After a one-year flirtation with pass interference challenges didn't really solve anything, the NFL is expected to end the experiment.
Pass interference replay "almost certainly will not be extended", according to a report Monday from NFL.com's Judy Battista:
Competition Committee continues to discuss rules ahead of still-on-schedule meeting at end of May, when votes would take place. PI replay almost certainly will NOT be extended, according to one person familiar with conversations.— Judy Battista (@judybattista) April 6, 2020
This isn't terribly surprising. The rule was put in place largely because Sean Payton and the New Orleans Saints complained very loudly after an enormous missed call in the 2018-19 postseason.
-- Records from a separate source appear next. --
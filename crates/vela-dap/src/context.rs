//! Suspended thread contexts.

use serde_json::{json, Value};
use vela_vdwp::{FrameId, ThreadId};

/// One stack entry, snapshotted at suspension time.
///
/// `dap_id` is the frame identifier handed to the client; it is unique across
/// the session so a frame can be found without the client echoing the thread
/// id back.
#[derive(Debug, Clone, PartialEq)]
pub struct Frame {
    pub dap_id: i64,
    pub frame_id: FrameId,
    /// 0 = innermost.
    pub depth: u32,
    pub function_name: String,
    pub source_file: Option<String>,
    pub line: Option<u32>,
}

impl Frame {
    pub fn to_json(&self, line_offset: i64) -> Value {
        json!({
            "id": self.dap_id,
            "name": self.function_name,
            "source": self.source_file.as_ref().map(|path| json!({ "path": path })),
            "line": self.line.map(|line| i64::from(line) + line_offset).unwrap_or(0),
            "column": 0,
        })
    }
}

/// The paused state of exactly one thread.
///
/// Created on an accepted stop, destroyed on resume. The frame list is an
/// immutable snapshot: requests served from it never re-query a thread that
/// may have moved on. `generation` stamps every variable reference issued
/// while this context is live.
#[derive(Debug, Clone)]
pub struct SuspendedContext {
    pub thread: ThreadId,
    pub generation: u64,
    pub frames: Vec<Frame>,
}

impl SuspendedContext {
    pub fn frame_by_dap_id(&self, dap_id: i64) -> Option<&Frame> {
        self.frames.iter().find(|frame| frame.dap_id == dap_id)
    }

    /// Call depth at suspension time; step requests record this as their
    /// origin.
    pub fn depth(&self) -> u32 {
        self.frames.len() as u32
    }
}
impl VwpClient {
    pub async fn connect(addr: SocketAddr) -> Result<Self> {
        Self::connect_with_config(addr, VwpClientConfig::default()).await
    }

    pub async fn connect_with_config(addr: SocketAddr, config: VwpClientConfig) -> Result<Self> {
        let mut stream = TcpStream::connect(addr).await?;
        let _ = stream.set_nodelay(true);

        tokio::time::timeout(config.handshake_timeout, stream.write_all(HANDSHAKE))
            .await
            .map_err(|_| VwpError::Timeout)??;

        let mut handshake = [0u8; HANDSHAKE.len()];
        tokio::time::timeout(config.handshake_timeout, stream.read_exact(&mut handshake))
            .await
            .map_err(|_| VwpError::Timeout)??;

        if handshake != *HANDSHAKE {
            return Err(VwpError::HandshakeFailed);
        }

        let (reader, writer) = stream.into_split();
        let (events, _) = broadcast::channel(config.event_channel_size);

        let inner = Arc::new(Inner {
            writer: Mutex::new(writer),
            pending: Mutex::new(HashMap::with_capacity(config.pending_channel_size)),
            next_id: AtomicU32::new(1),
            events,
            shutdown: CancellationToken::new(),
            config,
        });

        tokio::spawn(read_loop(reader, inner.clone()));

        Ok(Self { inner })
    }

    pub fn shutdown(&self) {
        self.inner.shutdown.cancel();
    }

    /// A token that is cancelled when the VWP client is shut down, either
    /// explicitly via [`VwpClient::shutdown`] or implicitly when the underlying
    /// TCP connection closes.
    ///
    /// Higher layers (the DAP server) use this to exit cleanly when the
    /// debuggee disconnects.
    pub fn shutdown_token(&self) -> CancellationToken {
        self.inner.shutdown.clone()
    }

    pub fn subscribe_events(&self) -> broadcast::Receiver<VwpEvent> {
        self.inner.events.subscribe()
    }

    async fn send_command_raw(
        &self,
        command_set: u8,
        command: u8,
        payload: Vec<u8>,
    ) -> Result<Vec<u8>> {
        let id = self.inner.next_id.fetch_add(1, Ordering::Relaxed);
        let (tx, rx) = oneshot::channel();

        {
            let mut pending = self.inner.pending.lock().await;
            pending.insert(id, tx);
        }

        let packet = encode_command(id, command_set, command, &payload);
        {
            let mut writer = self.inner.writer.lock().await;
            writer.write_all(&packet).await?;
        }

        let reply = tokio::select! {
            _ = self.inner.shutdown.cancelled() => {
                self.remove_pending(id).await;
                return Err(VwpError::Cancelled);
            }
            res = tokio::time::timeout(self.inner.config.reply_timeout, rx) => {
                match res {
                    Ok(Ok(r)) => r,
                    Ok(Err(_closed)) => return Err(VwpError::ConnectionClosed),
                    Err(_elapsed) => {
                        self.remove_pending(id).await;
                        return Err(VwpError::Timeout);
                    }
                }
            }
        }?;

        if reply.error_code != 0 {
            return Err(VwpError::VmError(reply.error_code));
        }

        Ok(reply.payload)
    }

    async fn remove_pending(&self, id: u32) {
        let mut pending = self.inner.pending.lock().await;
        pending.remove(&id);
    }

    /// Vm.AllThreads (1, 1)
    pub async fn all_threads(&self) -> Result<Vec<ThreadId>> {
        let payload = self.send_command_raw(1, 1, Vec::new()).await?;
        let mut r = VwpReader::new(&payload);
        let count = r.read_u32()? as usize;
        let mut threads = Vec::with_capacity(count);
        for _ in 0..count {
            threads.push(r.read_u64()?);
        }
        Ok(threads)
    }

    /// Vm.Suspend (1, 2)
    pub async fn vm_suspend(&self) -> Result<()> {
        let _ = self.send_command_raw(1, 2, Vec::new()).await?;
        Ok(())
    }

    /// Vm.Resume (1, 3)
    pub async fn vm_resume(&self) -> Result<()> {
        let _ = self.send_command_raw(1, 3, Vec::new()).await?;
        Ok(())
    }

    /// Vm.Dispose (1, 4)
    ///
    /// Tells the VM to drop all debug state and continue (or exit, if it was
    /// started suspended and the launch is being abandoned).
    pub async fn vm_dispose(&self) -> Result<()> {
        let _ = self.send_command_raw(1, 4, Vec::new()).await?;
        Ok(())
    }

    /// Thread.Name (2, 1)
    pub async fn thread_name(&self, thread: ThreadId) -> Result<String> {
        let mut w = VwpWriter::new();
        w.write_u64(thread);
        let payload = self.send_command_raw(2, 1, w.into_vec()).await?;
        let mut r = VwpReader::new(&payload);
        r.read_string()
    }

    /// Thread.Suspend (2, 2)
    pub async fn thread_suspend(&self, thread: ThreadId) -> Result<()> {
        let mut w = VwpWriter::new();
        w.write_u64(thread);
        let _ = self.send_command_raw(2, 2, w.into_vec()).await?;
        Ok(())
    }

    /// Thread.Resume (2, 3)
    pub async fn thread_resume(&self, thread: ThreadId) -> Result<()> {
        let mut w = VwpWriter::new();
        w.write_u64(thread);
        let _ = self.send_command_raw(2, 3, w.into_vec()).await?;
        Ok(())
    }

    /// Thread.Frames (2, 4)
    ///
    /// `start` is 0 for the innermost frame; `length` of -1 requests all
    /// remaining frames.
    pub async fn thread_frames(
        &self,
        thread: ThreadId,
        start: i32,
        length: i32,
    ) -> Result<Vec<FrameInfo>> {
        let mut w = VwpWriter::new();
        w.write_u64(thread);
        w.write_i32(start);
        w.write_i32(length);
        let payload = self.send_command_raw(2, 4, w.into_vec()).await?;
        let mut r = VwpReader::new(&payload);
        let count = r.read_u32()? as usize;
        let mut frames = Vec::with_capacity(count);
        for _ in 0..count {
            let frame_id = r.read_u64()?;
            let location = r.read_location()?;
            frames.push(FrameInfo { frame_id, location });
        }
        Ok(frames)
    }

    /// Thread.FrameCount (2, 5)
    ///
    /// The call stack depth of a suspended thread. Step requests use this to
    /// record the origin depth a step started from.
    pub async fn thread_frame_count(&self, thread: ThreadId) -> Result<u32> {
        let mut w = VwpWriter::new();
        w.write_u64(thread);
        let payload = self.send_command_raw(2, 5, w.into_vec()).await?;
        let mut r = VwpReader::new(&payload);
        r.read_u32()
    }

    /// Frame.Locals (3, 1)
    pub async fn frame_locals(&self, thread: ThreadId, frame: FrameId) -> Result<Vec<NamedValue>> {
        let mut w = VwpWriter::new();
        w.write_u64(thread);
        w.write_u64(frame);
        let payload = self.send_command_raw(3, 1, w.into_vec()).await?;
        read_named_values(&payload)
    }

    /// Frame.Globals (3, 2)
    ///
    /// Module-level bindings visible from the frame's function.
    pub async fn frame_globals(&self, thread: ThreadId, frame: FrameId) -> Result<Vec<NamedValue>> {
        let mut w = VwpWriter::new();
        w.write_u64(thread);
        w.write_u64(frame);
        let payload = self.send_command_raw(3, 2, w.into_vec()).await?;
        read_named_values(&payload)
    }

    /// Object.Summary (4, 1)
    pub async fn object_summary(&self, object: ObjectId) -> Result<ObjectSummary> {
        let mut w = VwpWriter::new();
        w.write_u64(object);
        let payload = self.send_command_raw(4, 1, w.into_vec()).await?;
        let mut r = VwpReader::new(&payload);
        let type_desc = r.read_u64()?;
        let type_name = r.read_string()?;
        let tag = RefTag::from_wire(r.read_u8()?);
        let size = r.read_u32()?;
        let brief = if r.read_bool()? {
            Some(r.read_string()?)
        } else {
            None
        };
        Ok(ObjectSummary {
            type_desc,
            type_name,
            tag,
            size,
            brief,
        })
    }

    /// Object.Children (4, 2)
    ///
    /// A window of an object's children (fields, elements, or entries,
    /// depending on its tag). `count` of 0 requests everything from `start`.
    pub async fn object_children(
        &self,
        object: ObjectId,
        start: u32,
        count: u32,
    ) -> Result<Vec<NamedValue>> {
        let mut w = VwpWriter::new();
        w.write_u64(object);
        w.write_u32(start);
        w.write_u32(count);
        let payload = self.send_command_raw(4, 2, w.into_vec()).await?;
        read_named_values(&payload)
    }

    /// Eval.Evaluate (5, 1)
    ///
    /// Evaluates `expression` in the scope of a suspended frame. Evaluation
    /// failures come back as [`EvalOutcome::Error`] with the runtime's
    /// message, not as a VM error code; error codes are reserved for stale
    /// threads/frames.
    pub async fn evaluate(
        &self,
        thread: ThreadId,
        frame: FrameId,
        expression: &str,
    ) -> Result<EvalOutcome> {
        let mut w = VwpWriter::new();
        w.write_u64(thread);
        w.write_u64(frame);
        w.write_string(expression);
        let payload = self.send_command_raw(5, 1, w.into_vec()).await?;
        let mut r = VwpReader::new(&payload);
        let status = r.read_u8()?;
        match status {
            0 => Ok(EvalOutcome::Value(r.read_value()?)),
            1 => Ok(EvalOutcome::Error(r.read_string()?)),
            other => Err(VwpError::Protocol(format!(
                "unknown evaluate status: {other}"
            ))),
        }
    }

    /// EventRequest.Set (6, 1)
    pub async fn event_request_set(
        &self,
        event_kind: u8,
        suspend_policy: u8,
        modifiers: Vec<EventModifier>,
    ) -> Result<RequestId> {
        let mut w = VwpWriter::new();
        w.write_u8(event_kind);
        w.write_u8(suspend_policy);
        w.write_u32(modifiers.len() as u32);
        for modifier in modifiers {
            modifier.encode(&mut w);
        }
        let payload = self.send_command_raw(6, 1, w.into_vec()).await?;
        let mut r = VwpReader::new(&payload);
        r.read_i32()
    }

    /// EventRequest.Clear (6, 2)
    pub async fn event_request_clear(&self, event_kind: u8, request_id: RequestId) -> Result<()> {
        let mut w = VwpWriter::new();
        w.write_u8(event_kind);
        w.write_i32(request_id);
        let _ = self.send_command_raw(6, 2, w.into_vec()).await?;
        Ok(())
    }

    /// Meta.FunctionInfo (7, 1)
    pub async fn function_info(&self, function_id: u64) -> Result<FunctionInfo> {
        let mut w = VwpWriter::new();
        w.write_u64(function_id);
        let payload = self.send_command_raw(7, 1, w.into_vec()).await?;
        let mut r = VwpReader::new(&payload);
        Ok(FunctionInfo {
            name: r.read_string()?,
            source_file: r.read_string()?,
        })
    }

    /// Meta.LineTable (7, 2)
    pub async fn line_table(&self, function_id: u64) -> Result<Vec<LineTableEntry>> {
        let mut w = VwpWriter::new();
        w.write_u64(function_id);
        let payload = self.send_command_raw(7, 2, w.into_vec()).await?;
        let mut r = VwpReader::new(&payload);
        let count = r.read_u32()? as usize;
        let mut entries = Vec::with_capacity(count);
        for _ in 0..count {
            entries.push(LineTableEntry {
                code_index: r.read_u64()?,
                line: r.read_u32()?,
            });
        }
        Ok(entries)
    }

    /// Meta.TypeInfo (7, 3)
    pub async fn type_info(&self, type_desc: TypeDesc) -> Result<TypeInfo> {
        let mut w = VwpWriter::new();
        w.write_u64(type_desc);
        let payload = self.send_command_raw(7, 3, w.into_vec()).await?;
        let mut r = VwpReader::new(&payload);
        let name = r.read_string()?;
        let count = r.read_u32()? as usize;
        let mut fields = Vec::with_capacity(count);
        for _ in 0..count {
            let field_name = r.read_string()?;
            let field_type = r.read_string()?;
            fields.push((field_name, field_type));
        }
        Ok(TypeInfo { name, fields })
    }

    /// Meta.LocationsForLine (7, 4)
    ///
    /// All executable locations the VM knows for a source line. Empty when
    /// the line holds no executable code.
    pub async fn locations_for_line(&self, source_file: &str, line: u32) -> Result<Vec<Location>> {
        let mut w = VwpWriter::new();
        w.write_string(source_file);
        w.write_u32(line);
        let payload = self.send_command_raw(7, 4, w.into_vec()).await?;
        let mut r = VwpReader::new(&payload);
        let count = r.read_u32()? as usize;
        let mut locations = Vec::with_capacity(count);
        for _ in 0..count {
            locations.push(r.read_location()?);
        }
        Ok(locations)
    }
}

fn read_named_values(payload: &[u8]) -> Result<Vec<NamedValue>> {
    let mut r = VwpReader::new(payload);
    let count = r.read_u32()? as usize;
    let mut values = Vec::with_capacity(count);
    for _ in 0..count {
        let name = r.read_string()?;
        let declared_type = if r.read_bool()? {
            Some(r.read_string()?)
        } else {
            None
        };
        let value = r.read_value()?;
        values.push(NamedValue {
            name,
            declared_type,
            value,
        });
    }
    Ok(values)
}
That crucial uncalled pass interference, you might recall, was committed by new Eagles cornerback Nickell Robey-Coleman:
The 2019 regular season allowed coaches to challenge pass interference calls, either called or uncalled, but the results were a mixture of underwhelming and frustrating.
Eagles fans probably remember this very obvious Avonte Maddox pass interference that wasn't called, was challenged by Packers coach Matt LaFleur, and then still wasn't called:
That was insane.
"The cumulative effect of the misses, plus the replay spotlight on these misses, has really taken its toll," former NFL ref and current NBC rules analyst Terry McAulay told the New York Times last November.
The line for what constitutes pass interference was shown - as football watchers already knew - to be an indistinct and ever-moving line, and the ability to challenge the calls just created one more layer of aggrivation.
If the league does indeed remove the rule, it will be a victory. Fans, players, and coaches will still yell about missed pass interference calls - but at least they won't have to do it twice.